Menjadi hamba yang beruntung bukanlah perkara instan. Ia adalah hasil dari proses panjang bernama tazkiyatun nafs (penyucian jiwa) yang menuntut kesabaran, keikhlasan, dan kesungguhan dalam perjuangan batin.
Dalam proses ini, seseorang mesti berjuang menyingkirkan berbagai penyakit hati seperti iri, dengki, riya, ujub, dan takabbur. Sekaligus, ia juga harus menghiasi dirinya dengan sifat-sifat mulia: ikhlas, sabar, syukur, dan tawakal.
“Sungguh beruntung orang yang menyucikan jiwanya.” (QS. Asy-Syams: 9)
Jiwa yang bersih tidak lagi resah oleh hiruk-pikuk dunia. Ia tidak gelisah dengan penilaian manusia, karena yang terpenting baginya hanyalah pandangan Allah. Ia sibuk memperbaiki diri, bukan sibuk membangun citra.
Teladan dari Mereka yang Telah “Selesai”
Para Nabi dan sahabat menunjukkan kepada kita bagaimana menjadi jiwa-jiwa yang kokoh dan bersih:
Nabi Ibrahim as rela dibakar oleh kaumnya demi menjaga tauhid. Ia tidak menjilat, tidak mengemis simpati. Ia tetap tenang, bukan karena merasa sakti, tetapi karena yakin sepenuhnya kepada Allah.
Nabi Yusuf as, meski dibuang oleh saudara-saudaranya, difitnah, dan dipenjara, tetap menjaga kebeningan hatinya. Ia tidak menggantungkan kebahagiaan pada manusia.
Ummu Sulaim radhiyallahu ‘anha, saat kehilangan anak yang sangat dicintainya, tetap sabar dan tenang. Bahkan menyampaikan kabar duka itu kepada suaminya dengan tutur kata penuh hikmah dan keimanan.
Mereka semua manusia seperti kita. Bedanya, mereka telah “selesai” dengan luka, “selesai” dengan syahwat, dan “selesai” dengan dunia, karena menggantungkan seluruh harap dan sandaran mereka hanya kepada Allah.
Ciri-Ciri Jiwa yang Bersih
- Tidak mudah reaktif terhadap pujian maupun hinaan.
- Tidak iri atas nikmat yang dimiliki orang lain.
- Fokus memperbaiki diri dan memberi manfaat bagi sesama.

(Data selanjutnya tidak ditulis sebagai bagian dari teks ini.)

use std::io::Cursor;

pub use crate::raw::heaps::blob::{BlobHeap, UserStringHeap};
pub use crate::raw::heaps::guid::GuidHeap;
pub use crate::raw::heaps::string::StringHeap;

use crate::raw::indices::sizes::{IndexSizes, SizeOf};
use crate::utilities::{read_uint_of_size, write_uint_of_size, FromByteStream, ToByteStream};

pub mod blob;
pub mod guid;
pub mod string;
pub mod table;

macro_rules! define_heap_index {
	($($(#[$attr: meta])* $id: ident => $field: ident),*) => {$(
		$(#[$attr])*
		#[repr(transparent)]
		#[derive(Debug, Default, Copy, Clone, Eq, PartialEq, Ord, PartialOrd, Hash)]
		pub struct $id(pub u32);

		impl $id {
			#[inline]
			pub fn is_null(&self) -> bool {
				self.0 == 0
			}
		}

		impl FromByteStream for $id {
			type Deps = IndexSizes;
			fn read(stream: &mut Cursor<&[u8]>, sizes: &Self::Deps) -> std::io::Result<Self> {
				Ok(Self(read_uint_of_size(stream, sizes.$field)?))
			}
		}

		impl ToByteStream for $id {
			type Deps = IndexSizes;
			fn write(&self, buf: &mut Vec<u8>, sizes: &Self::Deps) {
				write_uint_of_size(buf, self.0, sizes.$field);
			}
		}

		impl SizeOf<$id> for IndexSizes {
			#[inline]
			fn size_of(&self) -> usize {
				self.$field
			}
		}
	)*};
}

define_heap_index! {
	/// Byte offset into #Strings; 0 is the empty string.
	StringIndex => string,
	/// Byte offset into #Blob; 0 is the empty blob.
	BlobIndex => blob,
	/// 1-based ordinal into #GUID; 0 means absent.
	GuidIndex => guid
}

pub(crate) struct SizeDebugWrapper(pub usize);

impl std::fmt::Debug for SizeDebugWrapper {
	#[inline]
	fn fmt(&self, f: &mut std::fmt::Formatter<'_>) -> std::fmt::Result {
		f.write_str("[u8; ")?;
		std::fmt::Debug::fmt(&self.0, f)?;
		f.write_str("]")
	}
}
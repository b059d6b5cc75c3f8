//! Worker process lifecycle.
//!
//! The [`Supervisor`] launches one worker per session, writes control
//! commands to it, and runs a task per session that pumps the worker's
//! stdout and stderr through a [`SessionPipeline`]. When the worker exits,
//! for any reason, the task publishes a `match_end` event and removes the
//! session from the registry. Exit is observed on the process itself, so a
//! descendant that inherited the worker's pipes does not keep the session
//! alive; output still buffered when the worker exits is read for at most
//! [`DRAIN_TIMEOUT`].
//!
//! A worker that hangs without exiting keeps its session alive until it is
//! terminated explicitly.

use std::future::Future;
use std::os::unix::process::ExitStatusExt;
use std::process::{ExitStatus, Stdio};
use std::sync::Arc;
use std::time::Duration;

use nix::sys::signal::{self, Signal};
use nix::unistd::Pid;
use protocol::{ControlCommand, MatchSettings, SyntheticEvent};
use tokio::io::AsyncReadExt;
use tokio::process::{Child, ChildStderr, ChildStdout, Command};
use tokio::sync::Mutex;
use tokio_util::sync::CancellationToken;
use tokio_util::task::TaskTracker;
use uuid::Uuid;

use super::error::SessionError;
use super::hub::{BroadcastHub, Viewer};
use super::pipeline::SessionPipeline;
use super::registry::{Session, SessionRegistry};
use super::SessionId;
use crate::config::{Config, SessionConfig, WorkerConfig};
use crate::hand_log::{HandLogStore, RecordContext};
use crate::identity::PlayerId;

/// Read buffer size for the worker's output streams.
const READ_CHUNK: usize = 8 * 1024;

/// How long output is still read after the worker process has exited.
pub const DRAIN_TIMEOUT: Duration = Duration::from_millis(250);

/// Owns the worker processes of all sessions.
pub struct Supervisor {
    worker: WorkerConfig,
    limits: SessionConfig,
    registry: Arc<SessionRegistry>,
    store: HandLogStore,
    tasks: TaskTracker,
    /// Held from the capacity check until the new session is registered.
    admission: Mutex<()>,
}

impl Supervisor {
    pub fn new(worker: WorkerConfig, limits: SessionConfig, store: HandLogStore) -> Self {
        Self {
            worker,
            limits,
            registry: Arc::new(SessionRegistry::new()),
            store,
            tasks: TaskTracker::new(),
            admission: Mutex::new(()),
        }
    }

    pub fn from_config(config: &Config) -> Self {
        Self::new(
            config.worker.clone(),
            config.session.clone(),
            HandLogStore::new(config.logs.dir.clone()),
        )
    }

    pub fn registry(&self) -> &Arc<SessionRegistry> {
        &self.registry
    }

    pub fn store(&self) -> &HandLogStore {
        &self.store
    }

    /// Starts a new match for a player.
    ///
    /// The identity is sanitized before anything is spawned. The worker is
    /// launched and sent `start_match`; the call returns without waiting for
    /// the worker to respond.
    pub async fn create_session(
        &self,
        raw_player: &str,
        settings: MatchSettings,
    ) -> Result<SessionId, SessionError> {
        let player = PlayerId::parse(raw_player)?;

        let admission = self.admission.lock().await;
        let active = self.registry.len();
        if active >= self.limits.max_sessions {
            return Err(SessionError::CapacityReached(active));
        }

        let session_id = Uuid::new_v4().to_string();
        let mut child = self.spawn_worker()?;
        let pid = child.id();

        let streams = (child.stdin.take(), child.stdout.take(), child.stderr.take());
        let (Some(stdin), Some(stdout), Some(stderr)) = streams else {
            let _ = child.start_kill();
            return Err(SessionError::SpawnFailed("worker streams not captured".to_string()));
        };

        let hub = Arc::new(BroadcastHub::new(session_id.clone(), self.limits.viewer_buffer));
        let session = Arc::new(Session::new(
            session_id.clone(),
            player.clone(),
            settings.clone(),
            pid,
            Box::new(stdin),
            Arc::clone(&hub),
        ));
        let pipeline = SessionPipeline::new(
            RecordContext {
                player: player.clone(),
                session_id: session_id.clone(),
                settings: settings.clone(),
            },
            self.store.clone(),
            hub,
        );

        // Registered before the task starts so an early exit can unregister it.
        self.registry.insert(Arc::clone(&session));
        drop(admission);
        self.tasks.spawn(run_session(
            Arc::clone(&self.registry),
            Arc::clone(&session),
            child,
            stdout,
            stderr,
            pipeline,
            self.worker.terminate_grace(),
        ));

        if let Err(e) = session.send(&ControlCommand::StartMatch(settings)).await {
            self.registry.remove(&session_id);
            session.terminate();
            return Err(e);
        }

        tracing::info!(
            session_id = %session_id,
            player = %player,
            pid = ?pid,
            "Created new session"
        );

        Ok(session_id)
    }

    /// Writes a command to a session's worker without waiting for a reply.
    pub async fn send_command(
        &self,
        session_id: &str,
        command: &ControlCommand,
    ) -> Result<(), SessionError> {
        let session = self.registry.get(session_id)?;
        session.send(command).await
    }

    /// Submits the human player's action.
    ///
    /// `iters` defaults to the session's configured search iterations.
    pub async fn human_action(
        &self,
        session_id: &str,
        act: u8,
        iters: Option<u32>,
    ) -> Result<(), SessionError> {
        let session = self.registry.get(session_id)?;
        let iters = iters.unwrap_or(session.settings().iters);
        session.send(&ControlCommand::HumanAction { act, iters }).await
    }

    /// Asks the worker to deal the next hand.
    pub async fn next_hand(&self, session_id: &str, iters: Option<u32>) -> Result<(), SessionError> {
        let session = self.registry.get(session_id)?;
        let iters = iters.unwrap_or(session.settings().iters);
        session.send(&ControlCommand::NextHand { iters }).await
    }

    /// Attaches a viewer to a session.
    pub async fn subscribe(&self, session_id: &str) -> Result<Viewer, SessionError> {
        let session = self.registry.get(session_id)?;
        session
            .hub()
            .subscribe()
            .await
            .ok_or_else(|| SessionError::UnknownSession(session_id.to_string()))
    }

    /// Stops a session and removes it from the registry immediately.
    pub fn terminate_session(&self, session_id: &str) -> Result<(), SessionError> {
        let session = self
            .registry
            .remove(session_id)
            .ok_or_else(|| SessionError::UnknownSession(session_id.to_string()))?;
        session.terminate();
        tracing::info!(session_id = %session_id, "Session terminated");
        Ok(())
    }

    /// Terminates every session. Returns how many were stopped.
    pub fn terminate_all(&self) -> usize {
        let sessions = self.registry.drain();
        for session in &sessions {
            session.terminate();
        }
        if !sessions.is_empty() {
            tracing::info!(count = sessions.len(), "Terminated all sessions");
        }
        sessions.len()
    }

    /// Terminates every session and waits for their workers to be reaped.
    pub async fn shutdown(&self, timeout: Duration) {
        self.terminate_all();
        self.tasks.close();
        if tokio::time::timeout(timeout, self.tasks.wait()).await.is_err() {
            tracing::warn!(remaining = self.tasks.len(), "Timed out waiting for session tasks");
        }
    }

    fn spawn_worker(&self) -> Result<Child, SessionError> {
        let mut command = Command::new(&self.worker.program);
        command
            .args(&self.worker.args)
            .envs(&self.worker.env)
            .stdin(Stdio::piped())
            .stdout(Stdio::piped())
            .stderr(Stdio::piped())
            .kill_on_drop(true);
        if let Some(cwd) = &self.worker.cwd {
            command.current_dir(cwd);
        }

        command
            .spawn()
            .map_err(|e| SessionError::SpawnFailed(format!("{}: {e}", self.worker.program)))
    }
}

/// I/O task for one session.
async fn run_session(
    registry: Arc<SessionRegistry>,
    session: Arc<Session>,
    mut child: Child,
    stdout: ChildStdout,
    stderr: ChildStderr,
    mut pipeline: SessionPipeline,
    grace: Duration,
) {
    let cancel = session.cancel_token().clone();
    let mut output = WorkerOutput::new(stdout, stderr);

    let exited = output
        .pump(&mut pipeline, &cancel, session.id(), child.wait())
        .await;
    let status = match exited {
        Some(status) => {
            output
                .pump(&mut pipeline, &cancel, session.id(), tokio::time::sleep(DRAIN_TIMEOUT))
                .await;
            if output.stdout_open && !cancel.is_cancelled() {
                pipeline.finish().await;
            }
            status
        }
        None => wait_for_exit(&mut child, &cancel, grace, session.id()).await,
    };
    drop(output);

    let (code, signal) = match &status {
        Ok(status) => exit_reason(status),
        Err(e) => {
            tracing::warn!(session_id = %session.id(), error = %e, "Failed to reap worker");
            (None, None)
        }
    };

    pipeline
        .hub()
        .publish(&SyntheticEvent::process_exit(code, signal))
        .await;
    registry.remove(session.id());
    pipeline.hub().close().await;

    tracing::info!(
        session_id = %session.id(),
        code = ?code,
        signal = ?signal,
        "Worker exited"
    );
}

/// The read ends of a worker's stdout and stderr.
struct WorkerOutput {
    stdout: ChildStdout,
    stderr: ChildStderr,
    stdout_open: bool,
    stderr_open: bool,
    out_buf: Vec<u8>,
    err_buf: Vec<u8>,
}

impl WorkerOutput {
    fn new(stdout: ChildStdout, stderr: ChildStderr) -> Self {
        Self {
            stdout,
            stderr,
            stdout_open: true,
            stderr_open: true,
            out_buf: vec![0u8; READ_CHUNK],
            err_buf: vec![0u8; READ_CHUNK],
        }
    }

    /// Feeds output to the pipeline until both streams close, the session is
    /// cancelled, or `until` completes.
    ///
    /// Returns the output of `until` if it completed first. Reads take
    /// priority over `until`, so data already in the pipes is consumed first.
    async fn pump<F: Future>(
        &mut self,
        pipeline: &mut SessionPipeline,
        cancel: &CancellationToken,
        session_id: &str,
        until: F,
    ) -> Option<F::Output> {
        tokio::pin!(until);

        while self.stdout_open || self.stderr_open {
            tokio::select! {
                biased;
                _ = cancel.cancelled() => return None,
                read = self.stdout.read(&mut self.out_buf), if self.stdout_open => match chunk(read, "stdout", session_id) {
                    Some(n) if !cancel.is_cancelled() => pipeline.on_stdout(&self.out_buf[..n]).await,
                    Some(_) => return None,
                    None => {
                        self.stdout_open = false;
                        if !cancel.is_cancelled() {
                            pipeline.finish().await;
                        }
                    }
                },
                read = self.stderr.read(&mut self.err_buf), if self.stderr_open => match chunk(read, "stderr", session_id) {
                    Some(n) if !cancel.is_cancelled() => pipeline.on_stderr(&self.err_buf[..n]).await,
                    Some(_) => return None,
                    None => self.stderr_open = false,
                },
                done = &mut until => return Some(done),
            }
        }
        None
    }
}

/// Returns the number of bytes read, or `None` at end of stream.
fn chunk(read: std::io::Result<usize>, stream: &str, session_id: &str) -> Option<usize> {
    match read {
        Ok(0) => None,
        Ok(n) => Some(n),
        Err(e) => {
            tracing::warn!(session_id = %session_id, stream, error = %e, "Worker stream read failed");
            None
        }
    }
}

/// Waits for the worker to exit. After cancellation the worker is sent
/// SIGTERM, then force-killed once `grace` has passed.
async fn wait_for_exit(
    child: &mut Child,
    cancel: &CancellationToken,
    grace: Duration,
    session_id: &str,
) -> std::io::Result<ExitStatus> {
    tokio::select! {
        status = child.wait() => return status,
        _ = cancel.cancelled() => {}
    }

    request_exit(child, session_id);
    match tokio::time::timeout(grace, child.wait()).await {
        Ok(status) => status,
        Err(_) => {
            tracing::warn!(session_id = %session_id, pid = ?child.id(), "Worker ignored SIGTERM, killing");
            child.start_kill()?;
            child.wait().await
        }
    }
}

/// Sends SIGTERM to a worker that has not been reaped yet.
///
/// Returns `false` without signalling once the exit status has been
/// collected, since the pid may already belong to another process.
fn request_exit(child: &Child, session_id: &str) -> bool {
    let Some(pid) = child.id() else {
        return false;
    };
    match signal::kill(Pid::from_raw(pid as i32), Signal::SIGTERM) {
        Ok(()) => {
            tracing::debug!(session_id = %session_id, pid, "Sent SIGTERM to worker");
            true
        }
        Err(e) => {
            tracing::debug!(session_id = %session_id, pid, error = %e, "Worker already gone");
            false
        }
    }
}

fn exit_reason(status: &ExitStatus) -> (Option<i32>, Option<i32>) {
    (status.code(), status.signal())
}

- Tenang saat menghadapi ujian.
- Tidak kehilangan arah ketika ditinggalkan manusia.
Orang seperti ini tetap bersinar dalam kesunyian, tetap kuat meski tak disorot, dan tetap berbuat meski tak diacungi jempol. Ia sadar, setiap amal akan kembali kepada dirinya, dan Allah adalah sebaik-baik Penilai.
“Sesungguhnya orang-orang yang berkata, ‘Rabb kami adalah Allah,’ lalu mereka istikamah, maka malaikat akan turun kepada mereka dan berkata, ‘Jangan takut dan jangan bersedih…'” (QS. Fushshilat: 30)
Selesai dengan Diri, Siap Menjadi Cahaya
Orang yang telah “selesai” dengan dirinya, akan siap menebar manfaat. Ia tidak lagi sibuk mencari validasi, tetapi sibuk menyembuhkan luka orang lain dan menuntun mereka kepada Rabb-nya. Ia hadir bukan untuk dipuji, tapi untuk memberi arti.
Wahai jiwa yang lelah oleh penilaian manusia, tenanglah.
Cukuplah Allah Azza Wa Jalla yang tahu bahwa engkau sedang berjuang.
Cukuplah Allah yang menyaksikan bahwa engkau sedang tumbuh.